------ Records provided

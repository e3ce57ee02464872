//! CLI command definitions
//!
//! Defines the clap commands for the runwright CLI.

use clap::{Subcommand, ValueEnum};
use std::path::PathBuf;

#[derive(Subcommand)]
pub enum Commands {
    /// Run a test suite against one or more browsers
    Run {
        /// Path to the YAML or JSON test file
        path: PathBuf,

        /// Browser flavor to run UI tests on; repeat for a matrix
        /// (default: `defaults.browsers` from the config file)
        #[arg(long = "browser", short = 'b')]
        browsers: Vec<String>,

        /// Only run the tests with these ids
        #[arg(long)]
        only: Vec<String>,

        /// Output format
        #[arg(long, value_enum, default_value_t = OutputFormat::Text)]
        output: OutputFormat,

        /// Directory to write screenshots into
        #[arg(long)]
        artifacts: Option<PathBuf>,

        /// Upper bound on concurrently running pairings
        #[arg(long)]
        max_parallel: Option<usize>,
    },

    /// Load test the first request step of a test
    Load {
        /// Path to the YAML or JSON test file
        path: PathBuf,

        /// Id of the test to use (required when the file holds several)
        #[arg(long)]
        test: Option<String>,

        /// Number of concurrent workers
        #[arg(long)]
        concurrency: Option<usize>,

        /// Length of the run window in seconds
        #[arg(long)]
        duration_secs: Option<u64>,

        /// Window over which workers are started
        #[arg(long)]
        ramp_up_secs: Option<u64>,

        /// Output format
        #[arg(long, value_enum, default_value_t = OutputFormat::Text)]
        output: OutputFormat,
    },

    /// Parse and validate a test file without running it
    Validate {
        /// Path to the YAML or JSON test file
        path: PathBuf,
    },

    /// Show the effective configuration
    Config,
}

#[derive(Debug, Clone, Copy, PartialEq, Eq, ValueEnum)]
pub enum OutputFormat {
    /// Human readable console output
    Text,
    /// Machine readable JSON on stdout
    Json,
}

------------
------ Records provided

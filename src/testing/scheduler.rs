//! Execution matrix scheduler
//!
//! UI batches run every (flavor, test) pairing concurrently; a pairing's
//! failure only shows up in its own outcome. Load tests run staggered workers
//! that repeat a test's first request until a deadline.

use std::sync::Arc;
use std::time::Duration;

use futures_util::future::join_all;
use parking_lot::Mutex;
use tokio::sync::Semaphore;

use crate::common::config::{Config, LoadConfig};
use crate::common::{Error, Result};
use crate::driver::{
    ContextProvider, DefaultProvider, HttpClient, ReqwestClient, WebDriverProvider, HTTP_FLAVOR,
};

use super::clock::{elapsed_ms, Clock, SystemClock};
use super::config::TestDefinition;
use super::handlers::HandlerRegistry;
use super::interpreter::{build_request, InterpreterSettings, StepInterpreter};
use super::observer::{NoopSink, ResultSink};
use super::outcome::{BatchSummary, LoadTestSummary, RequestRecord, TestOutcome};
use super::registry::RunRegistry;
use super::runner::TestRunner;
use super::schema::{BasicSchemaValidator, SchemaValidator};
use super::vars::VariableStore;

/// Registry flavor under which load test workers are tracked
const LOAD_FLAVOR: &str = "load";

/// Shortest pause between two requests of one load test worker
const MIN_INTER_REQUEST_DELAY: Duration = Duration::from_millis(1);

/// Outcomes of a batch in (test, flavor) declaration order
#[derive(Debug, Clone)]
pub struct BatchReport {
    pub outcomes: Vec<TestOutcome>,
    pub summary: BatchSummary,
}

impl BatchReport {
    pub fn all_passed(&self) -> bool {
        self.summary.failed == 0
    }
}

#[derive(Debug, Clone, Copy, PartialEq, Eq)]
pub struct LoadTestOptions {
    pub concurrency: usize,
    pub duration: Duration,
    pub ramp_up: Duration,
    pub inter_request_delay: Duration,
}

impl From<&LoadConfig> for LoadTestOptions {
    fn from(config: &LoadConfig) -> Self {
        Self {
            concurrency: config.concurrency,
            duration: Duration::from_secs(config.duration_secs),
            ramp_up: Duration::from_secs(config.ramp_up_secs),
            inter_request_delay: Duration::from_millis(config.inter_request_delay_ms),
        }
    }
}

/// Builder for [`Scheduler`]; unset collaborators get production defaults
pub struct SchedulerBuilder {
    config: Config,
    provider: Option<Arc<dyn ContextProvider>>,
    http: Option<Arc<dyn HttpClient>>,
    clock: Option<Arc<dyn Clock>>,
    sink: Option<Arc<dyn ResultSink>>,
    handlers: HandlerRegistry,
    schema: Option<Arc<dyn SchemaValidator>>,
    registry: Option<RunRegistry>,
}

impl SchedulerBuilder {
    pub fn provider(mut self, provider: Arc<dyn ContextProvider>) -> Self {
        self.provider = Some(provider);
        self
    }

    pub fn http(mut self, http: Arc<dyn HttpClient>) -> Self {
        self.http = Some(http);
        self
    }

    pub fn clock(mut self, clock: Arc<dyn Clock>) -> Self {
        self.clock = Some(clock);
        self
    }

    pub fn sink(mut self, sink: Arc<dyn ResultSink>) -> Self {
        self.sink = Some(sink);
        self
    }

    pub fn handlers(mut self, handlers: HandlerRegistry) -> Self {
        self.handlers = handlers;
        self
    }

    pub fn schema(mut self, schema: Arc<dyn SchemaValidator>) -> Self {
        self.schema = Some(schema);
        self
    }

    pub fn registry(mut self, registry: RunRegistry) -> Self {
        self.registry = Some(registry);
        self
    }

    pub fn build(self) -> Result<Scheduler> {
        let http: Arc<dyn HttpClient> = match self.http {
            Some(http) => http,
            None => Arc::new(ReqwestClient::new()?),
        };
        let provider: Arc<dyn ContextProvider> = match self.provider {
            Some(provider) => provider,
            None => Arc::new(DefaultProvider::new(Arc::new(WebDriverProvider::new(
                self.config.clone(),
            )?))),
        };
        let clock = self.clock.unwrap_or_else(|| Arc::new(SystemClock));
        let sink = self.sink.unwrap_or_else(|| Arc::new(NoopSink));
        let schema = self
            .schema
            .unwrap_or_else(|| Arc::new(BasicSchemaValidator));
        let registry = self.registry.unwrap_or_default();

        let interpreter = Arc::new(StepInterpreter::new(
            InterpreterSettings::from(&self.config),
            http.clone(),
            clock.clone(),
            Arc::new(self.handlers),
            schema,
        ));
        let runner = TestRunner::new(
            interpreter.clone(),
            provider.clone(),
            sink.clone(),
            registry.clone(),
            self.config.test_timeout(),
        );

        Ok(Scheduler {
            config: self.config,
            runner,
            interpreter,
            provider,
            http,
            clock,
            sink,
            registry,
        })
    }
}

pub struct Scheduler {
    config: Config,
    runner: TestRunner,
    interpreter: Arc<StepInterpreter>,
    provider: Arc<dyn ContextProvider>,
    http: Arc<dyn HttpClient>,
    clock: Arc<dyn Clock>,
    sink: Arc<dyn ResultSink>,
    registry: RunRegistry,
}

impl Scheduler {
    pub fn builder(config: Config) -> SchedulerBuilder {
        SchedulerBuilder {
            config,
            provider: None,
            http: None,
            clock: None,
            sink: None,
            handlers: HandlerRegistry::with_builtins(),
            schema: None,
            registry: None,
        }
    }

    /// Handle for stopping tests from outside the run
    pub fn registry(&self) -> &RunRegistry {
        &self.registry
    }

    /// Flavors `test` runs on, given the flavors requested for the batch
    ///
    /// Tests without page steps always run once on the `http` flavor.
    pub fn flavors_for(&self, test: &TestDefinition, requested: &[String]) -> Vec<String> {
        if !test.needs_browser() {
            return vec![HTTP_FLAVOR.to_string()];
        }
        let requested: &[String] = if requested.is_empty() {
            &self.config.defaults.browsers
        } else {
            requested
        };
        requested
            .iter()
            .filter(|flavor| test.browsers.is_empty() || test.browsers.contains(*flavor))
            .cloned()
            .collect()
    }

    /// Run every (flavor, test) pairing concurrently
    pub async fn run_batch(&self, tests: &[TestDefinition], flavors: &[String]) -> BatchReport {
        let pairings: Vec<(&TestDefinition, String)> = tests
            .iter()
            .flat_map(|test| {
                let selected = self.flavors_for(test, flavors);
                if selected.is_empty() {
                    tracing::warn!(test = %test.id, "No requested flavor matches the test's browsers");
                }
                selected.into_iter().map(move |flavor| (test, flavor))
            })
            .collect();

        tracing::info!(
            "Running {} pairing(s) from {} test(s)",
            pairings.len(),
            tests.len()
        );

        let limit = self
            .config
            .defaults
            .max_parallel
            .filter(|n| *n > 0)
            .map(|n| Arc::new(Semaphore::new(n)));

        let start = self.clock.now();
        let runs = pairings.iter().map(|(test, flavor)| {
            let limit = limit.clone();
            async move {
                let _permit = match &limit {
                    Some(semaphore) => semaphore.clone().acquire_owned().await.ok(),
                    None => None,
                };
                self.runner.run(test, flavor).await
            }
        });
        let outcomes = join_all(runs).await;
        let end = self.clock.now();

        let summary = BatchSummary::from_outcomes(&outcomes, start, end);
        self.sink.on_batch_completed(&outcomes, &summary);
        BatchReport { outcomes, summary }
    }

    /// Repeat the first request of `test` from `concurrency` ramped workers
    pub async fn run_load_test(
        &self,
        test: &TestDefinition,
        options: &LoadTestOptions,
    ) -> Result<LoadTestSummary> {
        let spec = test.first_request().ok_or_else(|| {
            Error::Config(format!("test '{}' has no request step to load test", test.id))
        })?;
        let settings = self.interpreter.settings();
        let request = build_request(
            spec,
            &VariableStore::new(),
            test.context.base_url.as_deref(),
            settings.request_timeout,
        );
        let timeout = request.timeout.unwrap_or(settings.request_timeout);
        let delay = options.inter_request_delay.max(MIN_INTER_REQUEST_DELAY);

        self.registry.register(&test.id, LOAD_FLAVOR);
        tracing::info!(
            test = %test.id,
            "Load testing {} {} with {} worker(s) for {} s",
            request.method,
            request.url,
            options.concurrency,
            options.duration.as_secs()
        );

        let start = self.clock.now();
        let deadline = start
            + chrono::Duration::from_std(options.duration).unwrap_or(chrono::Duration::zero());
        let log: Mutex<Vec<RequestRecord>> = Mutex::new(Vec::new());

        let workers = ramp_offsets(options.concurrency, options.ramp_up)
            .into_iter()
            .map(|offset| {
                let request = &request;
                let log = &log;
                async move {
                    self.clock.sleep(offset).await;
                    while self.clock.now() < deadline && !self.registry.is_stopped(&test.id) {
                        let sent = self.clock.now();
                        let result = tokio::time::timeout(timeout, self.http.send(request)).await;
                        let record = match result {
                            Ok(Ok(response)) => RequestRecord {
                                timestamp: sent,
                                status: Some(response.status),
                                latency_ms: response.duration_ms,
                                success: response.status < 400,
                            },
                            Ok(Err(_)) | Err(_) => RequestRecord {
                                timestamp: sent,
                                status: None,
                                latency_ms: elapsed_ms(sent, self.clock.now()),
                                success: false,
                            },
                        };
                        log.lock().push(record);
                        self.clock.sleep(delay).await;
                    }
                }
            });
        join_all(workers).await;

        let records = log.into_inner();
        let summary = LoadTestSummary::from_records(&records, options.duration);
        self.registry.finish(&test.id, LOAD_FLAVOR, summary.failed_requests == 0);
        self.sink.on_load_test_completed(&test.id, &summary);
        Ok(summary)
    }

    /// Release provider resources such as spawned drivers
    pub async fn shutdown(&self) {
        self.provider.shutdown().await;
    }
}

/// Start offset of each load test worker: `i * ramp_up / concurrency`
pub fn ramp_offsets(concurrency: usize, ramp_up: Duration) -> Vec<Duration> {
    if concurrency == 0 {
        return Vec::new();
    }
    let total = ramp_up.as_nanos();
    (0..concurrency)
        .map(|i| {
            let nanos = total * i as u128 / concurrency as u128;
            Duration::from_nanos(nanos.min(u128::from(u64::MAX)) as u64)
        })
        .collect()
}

------------
------ Records provided

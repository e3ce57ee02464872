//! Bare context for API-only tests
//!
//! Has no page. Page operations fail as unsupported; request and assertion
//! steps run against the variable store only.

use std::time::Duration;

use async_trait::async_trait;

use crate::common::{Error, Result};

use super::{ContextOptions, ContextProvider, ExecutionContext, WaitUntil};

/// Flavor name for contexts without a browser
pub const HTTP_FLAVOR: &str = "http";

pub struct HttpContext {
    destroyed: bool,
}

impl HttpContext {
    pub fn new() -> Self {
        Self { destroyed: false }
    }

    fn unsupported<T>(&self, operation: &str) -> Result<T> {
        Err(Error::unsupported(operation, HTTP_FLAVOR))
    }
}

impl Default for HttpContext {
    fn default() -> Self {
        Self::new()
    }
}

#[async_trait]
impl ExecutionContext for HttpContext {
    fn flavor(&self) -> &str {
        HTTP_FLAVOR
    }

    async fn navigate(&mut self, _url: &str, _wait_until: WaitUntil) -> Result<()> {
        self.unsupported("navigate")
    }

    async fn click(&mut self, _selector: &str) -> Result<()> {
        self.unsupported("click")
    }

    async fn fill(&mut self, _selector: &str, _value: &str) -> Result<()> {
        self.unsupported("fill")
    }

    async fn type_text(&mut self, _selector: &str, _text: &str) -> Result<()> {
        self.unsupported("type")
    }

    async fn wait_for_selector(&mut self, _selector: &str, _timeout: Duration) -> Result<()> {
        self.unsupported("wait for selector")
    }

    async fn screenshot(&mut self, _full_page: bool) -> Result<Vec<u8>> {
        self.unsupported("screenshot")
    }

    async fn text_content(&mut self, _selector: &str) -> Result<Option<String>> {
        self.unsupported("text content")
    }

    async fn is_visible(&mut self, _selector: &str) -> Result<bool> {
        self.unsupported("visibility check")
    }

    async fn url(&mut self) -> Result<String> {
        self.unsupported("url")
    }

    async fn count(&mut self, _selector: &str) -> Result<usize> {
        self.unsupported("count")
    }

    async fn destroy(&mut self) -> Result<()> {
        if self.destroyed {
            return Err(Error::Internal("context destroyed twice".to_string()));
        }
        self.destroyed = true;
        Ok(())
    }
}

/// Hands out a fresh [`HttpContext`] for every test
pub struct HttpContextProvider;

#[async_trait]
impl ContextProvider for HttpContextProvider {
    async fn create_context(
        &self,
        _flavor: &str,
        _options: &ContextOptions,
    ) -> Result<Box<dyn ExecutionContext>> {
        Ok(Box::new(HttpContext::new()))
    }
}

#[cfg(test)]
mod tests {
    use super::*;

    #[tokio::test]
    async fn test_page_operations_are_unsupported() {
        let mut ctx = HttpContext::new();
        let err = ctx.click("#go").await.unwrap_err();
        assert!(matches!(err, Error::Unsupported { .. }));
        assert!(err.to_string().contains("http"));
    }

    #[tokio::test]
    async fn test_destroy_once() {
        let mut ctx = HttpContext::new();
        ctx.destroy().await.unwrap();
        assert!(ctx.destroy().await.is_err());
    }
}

------------

Exercise brief —
Search the data and copy each line containing "WaitUntil".

Written response —
use super::{ContextOptions, ContextProvider, ExecutionContext, WaitUntil};
    async fn navigate(&mut self, _url: &str, _wait_until: WaitUntil) -> Result<()> {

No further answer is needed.